近年来，随着网络和通信技术的迅速发展，宽带网络逐渐进入企业和家庭，构建一个安全、稳定和低成本的防火墙具有很大的意义和前景。防火墙作为网络安全产品，防火墙系统平台的选择直接决定了防火墙的防御能力。而Linux以其良好的网络性能和开放源码的优势，吸引越来越多的人将其作为防火墙的系统平台。本文是在基于arm9的ks8695x开发板上对Linux操作系统内核进行裁剪，去除操作系统中不必要的应用部分，建立包括满足防火墙功能需求的最小操作系统集合。

一 、工作原理

Linux 防火墙技术，2.0 内核采用Ipfwadm 来控制内核包过滤规则， 内核采用Ipchains 作为内2.2核包过滤工具，2.3 内核以后，采用了通用化的可扩展防火墙核心框架——Netfilter。本文介绍的就是利用基于 Netfilter 框架和Iptables工具实现了一个具有包过滤网络地址转换等功能的防火墙系统。

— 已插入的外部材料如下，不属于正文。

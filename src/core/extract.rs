//! 请求体提取器

use axum::{
    async_trait,
    extract::{FromRequest, Request},
    http::header::CONTENT_TYPE,
    Form, Json,
};
use serde::de::DeserializeOwned;

use super::error::CoreError;

/// 按 `Content-Type` 解析 JSON 或 `application/x-www-form-urlencoded` 请求体
///
/// 表单字段一律按字符串处理，不支持嵌套键。其他类型按 JSON 处理，
/// 解析失败统一转换为 [`CoreError::BadRequest`]。
#[derive(Debug, Clone, Copy, Default)]
pub struct JsonOrForm<T>(pub T);

#[async_trait]
impl<S, T> FromRequest<S> for JsonOrForm<T>
where
    S: Send + Sync,
    T: DeserializeOwned + Send,
{
    type Rejection = CoreError;

    async fn from_request(req: Request, state: &S) -> Result<Self, Self::Rejection> {
        if is_form(&req) {
            let Form(value) = Form::<T>::from_request(req, state).await?;
            Ok(Self(value))
        } else {
            let Json(value) = Json::<T>::from_request(req, state).await?;
            Ok(Self(value))
        }
    }
}

fn is_form(req: &Request) -> bool {
    req.headers()
        .get(CONTENT_TYPE)
        .and_then(|value| value.to_str().ok())
        .and_then(|value| value.split(';').next())
        .map(|mime| mime.trim().eq_ignore_ascii_case("application/x-www-form-urlencoded"))
        .unwrap_or(false)
}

1．Netfilter/Iptables架构分析    

在 Netfilter 中，使用内建的 INPUT、OUTPUT和 FORWARD过滤规则，数据包在Netfilter表和链中的传播如图1所示，箭头表示了数据包的流向。当数据包经过各链时系统就会从该链的第一条规则开始检查，看数据包是否符合该规则所定义的条件，若满足，系统将根据该规则所定义的方法处理该数据包；若不满足，则继续检查下一条规则。若该链中没有相应的规则匹配，则将由此链的缺省方针来确定丢弃或接受该数据包。

图1数据包在Netfilter表中的流程图

具体过程如下：

(1)当一个包进入时(通过以太网卡进入内核)，内核首先判断这个包的目标地址以决定送到哪一个链进行检查，这个过程就叫“Routing(路由)”。

(2) INPUT链：如果包的目的地址是本计算机，包将在图中向下送到方框INPUT链，如果INPUT链决定接受这个包，那包将穿越这个链，任何等待这个包的进程将接受这个包。

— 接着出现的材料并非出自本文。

//! 服务启动
//!
//! 根据配置选择存储实现，构造服务对象并注入路由状态，然后监听端口，
//! 收到 Ctrl+C 或 SIGTERM 时优雅退出。

use std::sync::Arc;
use std::time::Duration;

use tokio::{net::TcpListener, signal};
use tracing::{info, warn};

use crate::app::{
    build_router,
    stars::{handler::AppState, repository::StarStore, service::StarService},
};
use crate::infrastructure::{config::Config, memory::MemoryStarStore};

/// 按配置创建存储
pub async fn connect_store(config: &Config) -> anyhow::Result<Arc<dyn StarStore>> {
    match &config.database.url {
        #[cfg(feature = "database")]
        Some(url) => {
            use crate::infrastructure::database::{DatabaseManager, PgStarStore};

            let manager = DatabaseManager::new(url, &config.database).await?;
            let store = PgStarStore::new(&manager);
            store.ensure_schema().await?;
            info!("已连接 PostgreSQL 存储");
            Ok(Arc::new(store))
        }
        #[cfg(not(feature = "database"))]
        Some(_) => anyhow::bail!("DATABASE_URL 已设置，但编译时未启用 database 特性"),
        None => {
            warn!("未配置 DATABASE_URL，使用内存存储，重启后数据丢失");
            Ok(Arc::new(MemoryStarStore::new()))
        }
    }
}

pub async fn run(config: Config) -> anyhow::Result<()> {
    let store = connect_store(&config).await?;
    let state = AppState {
        star_service: StarService::new(store, config.pagination),
    };

    let app = build_router(state, Duration::from_secs(config.server.timeout_seconds));

    let address = config.server.bind_address();
    let listener = TcpListener::bind(&address).await?;
    info!("🚀 Hollywood Stars API 运行在 http://{}", listener.local_addr()?);
    info!("   POST   /hollywoodStars       - 创建明星");
    info!("   GET    /hollywoodStars       - 分页列表 (?page=1&limit=6&search=term)");
    info!("   GET    /hollywoodStars/:id   - 获取明星");
    info!("   PUT    /hollywoodStars/:id   - 更新明星");
    info!("   DELETE /hollywoodStars/:id   - 删除明星");
    info!("   GET    /health               - 健康检查");

    axum::serve(listener, app)
        .with_graceful_shutdown(shutdown_signal())
        .await?;

    info!("服务已停止");
    Ok(())
}

async fn shutdown_signal() {
    let ctrl_c = async {
        if signal::ctrl_c().await.is_ok() {
            info!("Received Ctrl+C, shutting down");
        }
    };

    #[cfg(unix)]
    let terminate = async {
        match signal::unix::signal(signal::unix::SignalKind::terminate()) {
            Ok(mut stream) => {
                stream.recv().await;
                info!("Received terminate signal, shutting down");
            }
            Err(_) => std::future::pending::<()>().await,
        }
    };

    #[cfg(not(unix))]
    let terminate = std::future::pending::<()>();

    tokio::select! {
        _ = ctrl_c => {},
        _ = terminate => {},
    }
}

(3) FORWARD链：如果包的目的地址不是本计算机，则内核将转发这个包。IP包转发功能如果没打开，内核将不知道如何转发这个包，这个包将被丢弃；如果包的转发功能打开，这个包将被转发到指向目的地址的另一个网络设备上 (如果有另外一个网络设备)，那包将直接转到图中方框FORWARD Chain，如果FORWARD Chain接受这个包，它将被送出去。

(4) OUTPUT链：本地计算机上的程序可以送出IP包，这些包立即被送到OUTPUT链，如果OUTPUT链接受这些包，那这些包将继续被送到它们的目的地。